=== What is being asked ===
What you should output is the data below, unchanged in every character.

(Saved entries)

◆ ◆ ◆

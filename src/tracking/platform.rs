//! Capabilities the tracking pipeline needs from its host: a position
//! source and a notification sink.

use crate::errors::AppResult;
use crate::models::location::LocationSample;
use crate::tracking::error::LocationError;
use async_trait::async_trait;
use serde::{Deserialize, Serialize};
use tokio::sync::mpsc;
use tokio_util::sync::CancellationToken;
use url::Url;

pub type PositionResult = Result<LocationSample, LocationError>;

#[derive(Debug, Clone, Copy, PartialEq, Eq, Serialize, Deserialize)]
#[serde(rename_all = "lowercase")]
pub enum PermissionState {
    Granted,
    Prompt,
    Denied,
}

impl PermissionState {
    pub fn as_str(&self) -> &'static str {
        match self {
            PermissionState::Granted => "granted",
            PermissionState::Prompt => "prompt",
            PermissionState::Denied => "denied",
        }
    }
}

#[derive(Debug, Clone, Copy, PartialEq, Eq)]
pub struct PositionOptions {
    pub enable_high_accuracy: bool,
    pub timeout_ms: u64,
    /// Age in ms of a cached fix that may be returned instead of a fresh one.
    pub maximum_age_ms: u64,
}

impl Default for PositionOptions {
    fn default() -> Self {
        Self {
            enable_high_accuracy: true,
            timeout_ms: 10_000,
            maximum_age_ms: 0,
        }
    }
}

/// A live stream of position reports.
///
/// Dropping or cancelling the subscription tells the producer to stop;
/// `next` returns `None` once cancelled or once the producer is done.
pub struct PositionSubscription {
    rx: mpsc::UnboundedReceiver<PositionResult>,
    cancel: CancellationToken,
}

impl PositionSubscription {
    pub fn new(rx: mpsc::UnboundedReceiver<PositionResult>, cancel: CancellationToken) -> Self {
        Self { rx, cancel }
    }

    /// Convenience for producers: returns the sender half and the subscription.
    pub fn channel() -> (mpsc::UnboundedSender<PositionResult>, CancellationToken, Self) {
        let (tx, rx) = mpsc::unbounded_channel();
        let cancel = CancellationToken::new();
        (tx, cancel.clone(), Self::new(rx, cancel))
    }

    pub async fn next(&mut self) -> Option<PositionResult> {
        if self.cancel.is_cancelled() {
            return None;
        }
        tokio::select! {
            _ = self.cancel.cancelled() => None,
            item = self.rx.recv() => item,
        }
    }

    pub fn cancel(&mut self) {
        self.cancel.cancel();
        self.rx.close();
    }

    pub fn cancel_token(&self) -> CancellationToken {
        self.cancel.clone()
    }

    pub fn is_cancelled(&self) -> bool {
        self.cancel.is_cancelled()
    }
}

impl Drop for PositionSubscription {
    fn drop(&mut self) {
        self.cancel.cancel();
    }
}

#[async_trait(?Send)]
pub trait LocationPlatform {
    /// Whether any position source exists at all.
    fn is_supported(&self) -> bool;

    /// Origin the app runs under, used for the secure-context check.
    fn origin(&self) -> &str;

    async fn permission_state(&self) -> PermissionState;

    /// Start continuous position reports.
    fn watch_position(&self, options: &PositionOptions) -> Result<PositionSubscription, LocationError>;

    /// Single position request.
    async fn current_position(&self, options: &PositionOptions) -> PositionResult;
}

#[async_trait(?Send)]
pub trait NotificationPlatform {
    fn is_supported(&self) -> bool;

    async fn permission(&self) -> PermissionState;

    /// Ask the user; returns the resulting state.
    async fn request_permission(&self) -> PermissionState;

    fn show(&self, title: &str, body: &str) -> AppResult<()>;
}

/// `https`, `file`, and any localhost origin count as secure.
pub fn is_secure_origin(origin: &str) -> bool {
    let Ok(url) = Url::parse(origin) else {
        return false;
    };

    match url.scheme() {
        "https" | "wss" | "file" => true,
        _ => matches!(
            url.host_str(),
            Some("localhost") | Some("127.0.0.1") | Some("[::1]")
        ) || url
            .host_str()
            .is_some_and(|h| h.ends_with(".localhost")),
    }
}

/// Checks run before any position request.
///
/// `strict` adds the secure-origin and permission checks on top of the
/// capability check.
pub async fn check_preconditions<P>(platform: &P, strict: bool) -> Result<(), LocationError>
where
    P: LocationPlatform + ?Sized,
{
    if !platform.is_supported() {
        return Err(LocationError::UnsupportedCapability);
    }

    if strict {
        if !is_secure_origin(platform.origin()) {
            return Err(LocationError::InsecureContext(platform.origin().to_string()));
        }
        if platform.permission_state().await == PermissionState::Denied {
            return Err(LocationError::PermissionDenied);
        }
    }

    Ok(())
}

/// One-shot position lookup, independent of any watcher.
pub async fn get_current_location<P>(
    platform: &P,
    options: &PositionOptions,
    strict: bool,
) -> PositionResult
where
    P: LocationPlatform + ?Sized,
{
    check_preconditions(platform, strict).await?;
    platform.current_position(options).await
}
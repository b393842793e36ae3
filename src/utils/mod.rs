pub mod colors;
pub mod formatting;
pub mod path;
pub mod table;
pub mod time;

pub use formatting::describe_priority;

◆ ◆ ◆

=== Response area ===
filename src/tracking/platform.rs
//! Capabilities the tracking pipeline needs from its host: a position
//! source and a notification sink.

use crate::errors::AppResult;
use crate::models::location::LocationSample;
use crate::tracking::error::LocationError;
use async_trait::async_trait;
use serde::{Deserialize, Serialize};
use tokio::sync::mpsc;
use tokio_util::sync::CancellationToken;
use url::Url;

pub type PositionResult = Result<LocationSample, LocationError>;

#[derive(Debug, Clone, Copy, PartialEq, Eq, Serialize, Deserialize)]
#[serde(rename_all = "lowercase")]
pub enum PermissionState {
    Granted,
    Prompt,
    Denied,
}

impl PermissionState {
    pub fn as_str(&self) -> &'static str {
        match self {
            PermissionState::Granted => "granted",
            PermissionState::Prompt => "prompt",
            PermissionState::Denied => "denied",
        }
    }
}

#[derive(Debug, Clone, Copy, PartialEq, Eq)]
pub struct PositionOptions {
    pub enable_high_accuracy: bool,
    pub timeout_ms: u64,
    /// Age in ms of a cached fix that may be returned instead of a fresh one.
    pub maximum_age_ms: u64,
}

impl Default for PositionOptions {
    fn default() -> Self {
        Self {
            enable_high_accuracy: true,
            timeout_ms: 10_000,
            maximum_age_ms: 0,
        }
    }
}

/// A live stream of position reports.
///
/// Dropping or cancelling the subscription tells the producer to stop;
/// `next` returns `None` once cancelled or once the producer is done.
pub struct PositionSubscription {
    rx: mpsc::UnboundedReceiver<PositionResult>,
    cancel: CancellationToken,
}

impl PositionSubscription {
    pub fn new(rx: mpsc::UnboundedReceiver<PositionResult>, cancel: CancellationToken) -> Self {
        Self { rx, cancel }
    }

    /// Convenience for producers: returns the sender half and the subscription.
    pub fn channel() -> (mpsc::UnboundedSender<PositionResult>, CancellationToken, Self) {
        let (tx, rx) = mpsc::unbounded_channel();
        let cancel = CancellationToken::new();
        (tx, cancel.clone(), Self::new(rx, cancel))
    }

    pub async fn next(&mut self) -> Option<PositionResult> {
        if self.cancel.is_cancelled() {
            return None;
        }
        tokio::select! {
            _ = self.cancel.cancelled() => None,
            item = self.rx.recv() => item,
        }
    }

    pub fn cancel(&mut self) {
        self.cancel.cancel();
        self.rx.close();
    }

    pub fn cancel_token(&self) -> CancellationToken {
        self.cancel.clone()
    }

    pub fn is_cancelled(&self) -> bool {
        self.cancel.is_cancelled()
    }
}

impl Drop for PositionSubscription {
    fn drop(&mut self) {
        self.cancel.cancel();
    }
}

#[async_trait(?Send)]
pub trait LocationPlatform {
    /// Whether any position source exists at all.
    fn is_supported(&self) -> bool;

    /// Origin the app runs under, used for the secure-context check.
    fn origin(&self) -> &str;

    async fn permission_state(&self) -> PermissionState;

    /// Start continuous position reports.
    fn watch_position(&self, options: &PositionOptions) -> Result<PositionSubscription, LocationError>;

    /// Single position request.
    async fn current_position(&self, options: &PositionOptions) -> PositionResult;
}

#[async_trait(?Send)]
pub trait NotificationPlatform {
    fn is_supported(&self) -> bool;

    async fn permission(&self) -> PermissionState;

    /// Ask the user; returns the resulting state.
    async fn request_permission(&self) -> PermissionState;

    fn show(&self, title: &str, body: &str) -> AppResult<()>;
}

/// `https`, `file`, and any localhost origin count as secure.
pub fn is_secure_origin(origin: &str) -> bool {
    let Ok(url) = Url::parse(origin) else {
        return false;
    };

    match url.scheme() {
        "https" | "wss" | "file" => true,
        _ => matches!(
            url.host_str(),
            Some("localhost") | Some("127.0.0.1") | Some("[::1]")
        ) || url
            .host_str()
            .is_some_and(|h| h.ends_with(".localhost")),
    }
}

/// Checks run before any position request.
///
/// `strict` adds the secure-origin and permission checks on top of the
/// capability check.
pub async fn check_preconditions<P>(platform: &P, strict: bool) -> Result<(), LocationError>
where
    P: LocationPlatform + ?Sized,
{
    if !platform.is_supported() {
        return Err(LocationError::UnsupportedCapability);
    }

    if strict {
        if !is_secure_origin(platform.origin()) {
            return Err(LocationError::InsecureContext(platform.origin().to_string()));
        }
        if platform.permission_state().await == PermissionState::Denied {
            return Err(LocationError::PermissionDenied);
        }
    }

    Ok(())
}

/// One-shot position lookup, independent of any watcher.
pub async fn get_current_location<P>(
    platform: &P,
    options: &PositionOptions,
    strict: bool,
) -> PositionResult
where
    P: LocationPlatform + ?Sized,
{
    check_preconditions(platform, strict).await?;
    platform.current_position(options).await
}
repository b393842793e36ae3
filename src/utils/mod.rs
pub mod colors;
pub mod formatting;
pub mod path;
pub mod table;
pub mod time;

pub use formatting::describe_priority;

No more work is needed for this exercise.